Разве они не стали чем-то еще более особенным после смерти ребенка?
Судя по манипуляциям мамы с мешком для мусора, это не так.
Уилл был прав, — вторглась нежелательная мысль. Он пытался предупредить меня об этом, и я его проигнорировала. Откинув эту мысль в сторону, я выбежала из своей комнаты и из дома. Не хочу оставаться и смотреть на все это. Слава богу, мама не единственный мой родитель. И даже не любимый.
Пятнадцать минут спустя, срезав путь через дворы, обойдя крутые дренажные канавы, и перейдя несколько оживленных улиц (еще одна приятная особенность быть мертвым в том, что если вас изначально переехали, вам никогда не придется беспокоиться об этом дважды), я стояла на пороге нового дома папы — небольшого вычурного бунгала в стиле кейп-код, в котором он жил с Джиджи. В действительности, дом-то был не новый. Прошло уже три года, как папа ушел от мамы, и два с половиной, как он женился на Джиджи.
Вначале я заметила, что очаровательный серебристый Фольксваген Эос, предназначенный мне в качестве подарка на выпускной, больше не занимает почетное место на подъездной дорожке, загораживая полгаража, используемого папой для хранения оборудования для гольфа. Его место занял некрасивый минивэн.
Нет, нет, нет. Не дав себе возможности обдумать это, я просто вбежала в кабинет папы, даже не потрудившись пройти через дверной проем. Двери, стены— все это меня сейчас не волновало.
Я нашла папу именно там, где ожидала и надеялась. Он ссутулившись сидел за своим столом, подперев рукой голову и глядя на фотографию нас двоих — отец и дочь на танцах в пятом классе. В то время я еще не знала волшебную силу разглаживающих средств для непослушных кудрей и носила брекеты, тьфу. Но ему, похоже, нравилось это фото. Оно было единственным в комнате. Рядом с ним стояла рюмка коньяка. И даже в тусклом свете лампы я видела, что папа плачет.
— Слава богу. — Я плюхнулась на кожаный диван за ним и по привычке перекинула волосы через подлокотник, чтобы они не спутались. — Хоть кто-то еще скучает по мне. — Мы с папой всегда были близки. — Ты знаешь, что вытворяет мама? — спросила я. — Ты должен ее остановить.
Он, конечно же, не ответил, и даже если бы каким-то чудом услышал меня, то сомневаюсь, что я смогла бы убедить его пойти к ней домой — в свой бывший дом, — какими бы не были обстоятельства. Он сбежал из него словно из города, в котором разразилась чума.
Вернуться обратно было смерти подобно.
Но мне просто необходимо было попробовать.

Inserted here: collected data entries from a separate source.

// Copyright 2026 the Flicker Authors
// SPDX-License-Identifier: Apache-2.0 OR MIT

//! Axis-aligned integer rectangles and unions of them.
//!
//! Coordinates match the capture's pixel space. A [`RectRegion`] is half-open:
//! the left and top edges are inside, the right and bottom edges are not.
//! Inverted rectangles (`right < left` or `bottom < top`) are never
//! normalized; they simply have zero area.

use alloc::vec::Vec;
use core::fmt;

use kurbo::Rect;

/// An axis-aligned rectangle in integer capture coordinates.
#[derive(Clone, Copy, Default, PartialEq, Eq, Hash)]
pub struct RectRegion {
    /// Left edge (inclusive).
    pub left: i32,
    /// Top edge (inclusive).
    pub top: i32,
    /// Right edge (exclusive).
    pub right: i32,
    /// Bottom edge (exclusive).
    pub bottom: i32,
}

impl RectRegion {
    /// The zero rectangle.
    pub const EMPTY: Self = Self::new(0, 0, 0, 0);

    /// Creates a rectangle from its edges.
    #[inline]
    #[must_use]
    pub const fn new(left: i32, top: i32, right: i32, bottom: i32) -> Self {
        Self {
            left,
            top,
            right,
            bottom,
        }
    }

    /// Creates a rectangle anchored at the origin.
    #[inline]
    #[must_use]
    pub const fn from_size(width: i32, height: i32) -> Self {
        Self::new(0, 0, width, height)
    }

    /// Smallest integer rectangle that encloses a float rectangle.
    #[must_use]
    pub fn from_rect_outer(rect: Rect) -> Self {
        let r = rect.abs().expand();
        #[expect(
            clippy::cast_possible_truncation,
            reason = "capture coordinates fit in i32; `as` saturates out-of-range values"
        )]
        let edges = (r.x0 as i32, r.y0 as i32, r.x1 as i32, r.y1 as i32);
        Self::new(edges.0, edges.1, edges.2, edges.3)
    }

    /// Width, or zero when the rectangle is inverted.
    #[inline]
    #[must_use]
    pub const fn width(&self) -> i32 {
        if self.right > self.left {
            self.right.saturating_sub(self.left)
        } else {
            0
        }
    }

    /// Height, or zero when the rectangle is inverted.
    #[inline]
    #[must_use]
    pub const fn height(&self) -> i32 {
        if self.bottom > self.top {
            self.bottom.saturating_sub(self.top)
        } else {
            0
        }
    }

    /// Returns `true` if the rectangle covers no pixels.
    #[inline]
    #[must_use]
    pub const fn is_empty(&self) -> bool {
        self.width() == 0 || self.height() == 0
    }

    /// Returns `true` if the pixel at `(x, y)` lies inside.
    #[inline]
    #[must_use]
    pub const fn contains_point(&self, x: i32, y: i32) -> bool {
        x >= self.left && x < self.right && y >= self.top && y < self.bottom
    }

    /// Returns `true` if `other` lies entirely inside `self`.
    ///
    /// An empty `other` is contained by every rectangle.
    #[must_use]
    pub const fn contains(&self, other: &Self) -> bool {
        if other.is_empty() {
            return true;
        }
        !self.is_empty()
            && other.left >= self.left
            && other.top >= self.top
            && other.right <= self.right
            && other.bottom <= self.bottom
    }

    /// Smallest rectangle covering both `self` and `other`.
    ///
    /// Empty rectangles do not contribute.
    #[must_use]
    pub fn union(&self, other: &Self) -> Self {
        if other.is_empty() {
            return *self;
        }
        if self.is_empty() {
            return *other;
        }
        Self::new(
            self.left.min(other.left),
            self.top.min(other.top),
            self.right.max(other.right),
            self.bottom.max(other.bottom),
        )
    }

    /// Overlap of `self` and `other`, or [`EMPTY`](Self::EMPTY).
    #[must_use]
    pub fn intersect(&self, other: &Self) -> Self {
        let r = Self::new(
            self.left.max(other.left),
            self.top.max(other.top),
            self.right.min(other.right),
            self.bottom.min(other.bottom),
        );
        if r.is_empty() { Self::EMPTY } else { r }
    }
}

impl fmt::Debug for RectRegion {
    fn fmt(&self, f: &mut fmt::Formatter<'_>) -> fmt::Result {
        write!(f, "RectRegion{self}")
    }
}

impl fmt::Display for RectRegion {
    fn fmt(&self, f: &mut fmt::Formatter<'_>) -> fmt::Result {
        write!(
            f,
            "({}, {}) - ({}, {})",
            self.left, self.top, self.right, self.bottom
        )
    }
}

impl From<RectRegion> for Rect {
    fn from(r: RectRegion) -> Self {
        Self::new(
            f64::from(r.left),
            f64::from(r.top),
            f64::from(r.right),
            f64::from(r.bottom),
        )
    }
}

/// A union of rectangles.
///
/// Only pointwise coverage and the enclosing bounds are ever needed, so the
/// rectangles may overlap and are kept in insertion order.
#[derive(Clone, Debug, Default, PartialEq, Eq)]
pub struct Region {
    rects: Vec<RectRegion>,
}

impl Region {
    /// An empty region.
    #[must_use]
    pub const fn new() -> Self {
        Self { rects: Vec::new() }
    }

    /// A region made of a single rectangle.
    #[must_use]
    pub fn from_rect(rect: RectRegion) -> Self {
        let mut region = Self::new();
        region.push(rect);
        region
    }

    /// A region accumulated from several rectangles.
    #[must_use]
    pub fn from_rects(rects: impl IntoIterator<Item = RectRegion>) -> Self {
        let mut region = Self::new();
        for r in rects {
            region.push(r);
        }
        region
    }

    /// Adds a rectangle; empty rectangles are dropped.
    pub fn push(&mut self, rect: RectRegion) {
        if !rect.is_empty() {
            self.rects.push(rect);
        }
    }

    /// The rectangles making up this region.
    #[must_use]
    pub fn rects(&self) -> &[RectRegion] {
        &self.rects
    }

    /// Returns `true` if the region covers no pixels.
    #[must_use]
    pub fn is_empty(&self) -> bool {
        self.rects.is_empty()
    }

    /// Minimal enclosing rectangle, or [`RectRegion::EMPTY`].
    #[must_use]
    pub fn bounds(&self) -> RectRegion {
        self.rects
            .iter()
            .fold(RectRegion::EMPTY, |acc, r| acc.union(r))
    }

    /// Returns `true` if any rectangle contains the pixel at `(x, y)`.
    #[must_use]
    pub fn contains_point(&self, x: i32, y: i32) -> bool {
        self.rect_containing(x, y).is_some()
    }

    /// First rectangle containing the pixel at `(x, y)`.
    #[must_use]
    pub fn rect_containing(&self, x: i32, y: i32) -> Option<&RectRegion> {
        self.rects.iter().find(|r| r.contains_point(x, y))
    }
}

impl From<RectRegion> for Region {
    fn from(rect: RectRegion) -> Self {
        Self::from_rect(rect)
    }
}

— Она не понимает, папа. Она все выбрасывает. — К своему ужасу я почувствовала слезы на глазах и комок в горле. Будучи живой, я практически никогда не плакала. Слезы были слабостью, непозволительной роскошью, которая недопустима, если хочешь остаться у власти.
Когда-то я желала стоять во главе верхушки общества Граундсборо. Теперь я мертва, и все мои знакомые закончили школу. А я, черт побери, плачу… снова. Моя загробная жизнь ужасна.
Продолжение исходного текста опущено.